Task inputs
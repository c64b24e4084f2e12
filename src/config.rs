//! Configuration management for remote-exec.
//!
//! Configuration is loaded with the following priority (highest to lowest):
//! 1. Command-line arguments
//! 2. Environment variables
//! 3. Configuration file (JSON)
//! 4. Default values

use std::net::IpAddr;
use std::path::Path;
use std::time::Duration;

use serde::{Deserialize, Serialize};
use thiserror::Error;

use crate::api::ServerConfig;
use crate::cli::Args;
use crate::execution::{default_shell, ExecutorConfig, DEFAULT_TIMEOUT};

/// Application configuration.
#[derive(Debug, Clone, Default, Serialize, Deserialize)]
#[serde(default)]
pub struct Config {
    /// Server configuration.
    pub server: ServerSection,
    /// Command execution configuration.
    pub execution: ExecutionSection,
    /// Logging configuration.
    pub logging: LoggingSection,
}

/// Server configuration section.
#[derive(Debug, Clone, Serialize, Deserialize)]
#[serde(default)]
pub struct ServerSection {
    /// Host address to bind to.
    pub host: String,
    /// Port to listen on.
    pub port: u16,
    /// Enable graceful shutdown.
    pub graceful_shutdown: bool,
}

impl Default for ServerSection {
    fn default() -> Self {
        Self {
            host: "127.0.0.1".to_string(),
            port: 3000,
            graceful_shutdown: true,
        }
    }
}

/// Command execution section.
#[derive(Debug, Clone, Serialize, Deserialize)]
#[serde(default)]
pub struct ExecutionSection {
    /// Shell interpreter for shell-mode requests.
    pub shell: String,
    /// Timeout for requests that carry none; 0 means the built-in default.
    pub default_timeout_secs: u64,
}

impl Default for ExecutionSection {
    fn default() -> Self {
        Self {
            shell: default_shell().to_string(),
            default_timeout_secs: DEFAULT_TIMEOUT.as_secs(),
        }
    }
}

/// Logging configuration section.
#[derive(Debug, Clone, Serialize, Deserialize)]
#[serde(default)]
pub struct LoggingSection {
    /// Log level (error, warn, info, debug, trace) or a full filter directive.
    pub level: String,
}

impl Default for LoggingSection {
    fn default() -> Self {
        Self {
            level: "info".to_string(),
        }
    }
}

impl Config {
    /// Load configuration from a JSON file.
    pub fn from_file(path: &Path) -> Result<Self, ConfigError> {
        let content = std::fs::read_to_string(path)?;
        Ok(serde_json::from_str(&content)?)
    }

    /// Apply environment variable overrides.
    pub fn apply_env(&mut self) {
        self.apply_env_from(|key| std::env::var(key).ok());
    }

    /// Apply overrides from an arbitrary variable lookup (for testing).
    pub fn apply_env_from<F>(&mut self, lookup: F)
    where
        F: Fn(&str) -> Option<String>,
    {
        if let Some(host) = lookup("REMOTE_EXEC_HOST") {
            self.server.host = host;
        }

        if let Some(port) = lookup("REMOTE_EXEC_PORT") {
            match port.parse() {
                Ok(port) => self.server.port = port,
                Err(_) => tracing::warn!("ignoring invalid REMOTE_EXEC_PORT: {}", port),
            }
        }

        if let Some(shell) = lookup("REMOTE_EXEC_SHELL") {
            if !shell.is_empty() {
                self.execution.shell = shell;
            }
        }

        if let Some(level) = lookup("REMOTE_EXEC_LOG_LEVEL") {
            self.logging.level = level;
        } else if let Some(level) = lookup("RUST_LOG") {
            self.logging.level = level;
        }
    }

    /// Apply CLI argument overrides.
    pub fn apply_args(&mut self, args: &Args) {
        if let Some(host) = args.host {
            self.server.host = host.to_string();
        }

        if let Some(port) = args.port {
            self.server.port = port;
        }

        if let Some(ref shell) = args.shell {
            self.execution.shell = shell.clone();
        }

        if let Some(secs) = args.default_timeout {
            self.execution.default_timeout_secs = secs;
        }

        if args.no_graceful_shutdown {
            self.server.graceful_shutdown = false;
        }

        if let Some(ref level) = args.log_level {
            self.logging.level = level.clone();
        }
    }

    /// Load configuration with full priority chain.
    ///
    /// Priority: CLI args > env vars > config file > defaults
    pub fn load(args: &Args) -> Result<Self, ConfigError> {
        let mut config = match args.config {
            Some(ref path) => Config::from_file(path)?,
            None => Config::default(),
        };

        config.apply_env();
        config.apply_args(args);

        Ok(config)
    }

    /// Convert to ServerConfig for the API server.
    pub fn to_server_config(&self) -> Result<ServerConfig, ConfigError> {
        let host: IpAddr = self
            .server
            .host
            .parse()
            .map_err(|_| ConfigError::InvalidHost(self.server.host.clone()))?;

        let mut server_config = ServerConfig::new(host.to_string(), self.server.port);
        if !self.server.graceful_shutdown {
            server_config = server_config.without_graceful_shutdown();
        }

        Ok(server_config)
    }

    /// Convert to ExecutorConfig for the command executor.
    pub fn to_executor_config(&self) -> ExecutorConfig {
        let default_timeout = match self.execution.default_timeout_secs {
            0 => DEFAULT_TIMEOUT,
            secs => Duration::from_secs(secs),
        };

        ExecutorConfig {
            shell: self.execution.shell.clone(),
            default_timeout,
        }
    }

    /// Get the log level filter string.
    pub fn log_filter(&self) -> &str {
        &self.logging.level
    }
}

/// Configuration errors.
#[derive(Debug, Error)]
pub enum ConfigError {
    /// IO error reading config file.
    #[error("failed to read config file: {0}")]
    Io(#[from] std::io::Error),
    /// JSON parsing error.
    #[error("failed to parse config file: {0}")]
    Json(#[from] serde_json::Error),
    /// Invalid host address.
    #[error("invalid host address: {0}")]
    InvalidHost(String),
}

#[cfg(test)]
mod tests {
    use super::*;
    use std::collections::HashMap;
    use std::io::Write;
    use tempfile::NamedTempFile;

    fn env(vars: &[(&str, &str)]) -> impl Fn(&str) -> Option<String> {
        let vars: HashMap<String, String> = vars
            .iter()
            .map(|(k, v)| (k.to_string(), v.to_string()))
            .collect();
        move |key| vars.get(key).cloned()
    }

    #[test]
    fn test_default_config() {
        let config = Config::default();
        assert_eq!(config.server.host, "127.0.0.1");
        assert_eq!(config.server.port, 3000);
        assert!(config.server.graceful_shutdown);
        assert_eq!(config.execution.default_timeout_secs, 10);
        assert_eq!(config.logging.level, "info");
    }

    #[test]
    fn test_config_from_json() {
        let json = r#"{
            "server": {
                "host": "0.0.0.0",
                "port": 8080
            },
            "execution": {
                "shell": "/bin/sh",
                "default_timeout_secs": 30
            }
        }"#;

        let mut file = NamedTempFile::new().unwrap();
        file.write_all(json.as_bytes()).unwrap();

        let config = Config::from_file(file.path()).unwrap();
        assert_eq!(config.server.host, "0.0.0.0");
        assert_eq!(config.server.port, 8080);
        assert_eq!(config.execution.shell, "/bin/sh");
        assert_eq!(config.execution.default_timeout_secs, 30);
    }

    #[test]
    fn test_config_partial_json() {
        let json = r#"{
            "server": {
                "port": 9000
            }
        }"#;

        let mut file = NamedTempFile::new().unwrap();
        file.write_all(json.as_bytes()).unwrap();

        let config = Config::from_file(file.path()).unwrap();
        assert_eq!(config.server.host, "127.0.0.1");
        assert_eq!(config.server.port, 9000);
        assert_eq!(config.execution.default_timeout_secs, 10);
    }

    #[test]
    fn test_config_invalid_json() {
        let mut file = NamedTempFile::new().unwrap();
        file.write_all(b"{ not json").unwrap();

        let result = Config::from_file(file.path());
        assert!(matches!(result, Err(ConfigError::Json(_))));
    }

    #[test]
    fn test_config_missing_file() {
        let result = Config::from_file(Path::new("/nonexistent/remote-exec.json"));
        assert!(matches!(result, Err(ConfigError::Io(_))));
    }

    #[test]
    fn test_apply_env() {
        let mut config = Config::default();
        config.apply_env_from(env(&[
            ("REMOTE_EXEC_HOST", "10.0.0.1"),
            ("REMOTE_EXEC_PORT", "4000"),
            ("REMOTE_EXEC_SHELL", "/bin/zsh"),
            ("RUST_LOG", "debug"),
        ]));

        assert_eq!(config.server.host, "10.0.0.1");
        assert_eq!(config.server.port, 4000);
        assert_eq!(config.execution.shell, "/bin/zsh");
        assert_eq!(config.logging.level, "debug");
    }

    #[test]
    fn test_apply_env_prefers_own_log_level() {
        let mut config = Config::default();
        config.apply_env_from(env(&[
            ("REMOTE_EXEC_LOG_LEVEL", "warn"),
            ("RUST_LOG", "trace"),
        ]));
        assert_eq!(config.logging.level, "warn");
    }

    #[test]
    fn test_apply_env_ignores_bad_port() {
        let mut config = Config::default();
        config.apply_env_from(env(&[("REMOTE_EXEC_PORT", "lots")]));
        assert_eq!(config.server.port, 3000);
    }

    #[test]
    fn test_apply_args() {
        let mut config = Config::default();
        let args = Args {
            host: Some("192.168.1.1".parse().unwrap()),
            port: Some(5000),
            shell: Some("/bin/sh".to_string()),
            default_timeout: Some(60),
            no_graceful_shutdown: true,
            ..Args::default()
        };

        config.apply_args(&args);

        assert_eq!(config.server.host, "192.168.1.1");
        assert_eq!(config.server.port, 5000);
        assert_eq!(config.execution.shell, "/bin/sh");
        assert_eq!(config.execution.default_timeout_secs, 60);
        assert!(!config.server.graceful_shutdown);
    }

    #[test]
    fn test_args_override_env() {
        let mut config = Config::default();
        config.apply_env_from(env(&[("REMOTE_EXEC_PORT", "4000"), ("REMOTE_EXEC_HOST", "10.0.0.1")]));
        config.apply_args(&Args {
            port: Some(5000),
            ..Args::default()
        });

        assert_eq!(config.server.port, 5000);
        assert_eq!(config.server.host, "10.0.0.1");
    }

    #[test]
    fn test_to_server_config() {
        let config = Config::default();
        let server_config = config.to_server_config().unwrap();

        assert_eq!(server_config.host, "127.0.0.1");
        assert_eq!(server_config.port, 3000);
        assert!(server_config.graceful_shutdown);
    }

    #[test]
    fn test_invalid_host() {
        let mut config = Config::default();
        config.server.host = "not-an-ip".to_string();

        let result = config.to_server_config();
        assert!(matches!(result, Err(ConfigError::InvalidHost(_))));
    }

    #[test]
    fn test_to_executor_config() {
        let mut config = Config::default();
        config.execution.default_timeout_secs = 0;
        let executor_config = config.to_executor_config();
        assert_eq!(executor_config.default_timeout, Duration::from_secs(10));

        config.execution.default_timeout_secs = 45;
        assert_eq!(
            config.to_executor_config().default_timeout,
            Duration::from_secs(45)
        );
    }

    #[test]
    fn test_config_serialization() {
        let config = Config::default();
        let json = serde_json::to_string_pretty(&config).unwrap();
        assert!(json.contains("\"host\""));
        assert!(json.contains("\"default_timeout_secs\""));
    }
}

Work request
Nothing outside this range should appear: the lines from the start of the listing through the line with "pub struct ServerSection", each reproduced exactly, both ends included.

Your response
repository c64b24e4084f2e12
filename src/config.rs
//! Configuration management for remote-exec.
//!
//! Configuration is loaded with the following priority (highest to lowest):
//! 1. Command-line arguments
//! 2. Environment variables
//! 3. Configuration file (JSON)
//! 4. Default values

use std::net::IpAddr;
use std::path::Path;
use std::time::Duration;

use serde::{Deserialize, Serialize};
use thiserror::Error;

use crate::api::ServerConfig;
use crate::cli::Args;
use crate::execution::{default_shell, ExecutorConfig, DEFAULT_TIMEOUT};

/// Application configuration.
#[derive(Debug, Clone, Default, Serialize, Deserialize)]
#[serde(default)]
pub struct Config {
    /// Server configuration.
    pub server: ServerSection,
    /// Command execution configuration.
    pub execution: ExecutionSection,
    /// Logging configuration.
    pub logging: LoggingSection,
}

/// Server configuration section.
#[derive(Debug, Clone, Serialize, Deserialize)]
#[serde(default)]
pub struct ServerSection {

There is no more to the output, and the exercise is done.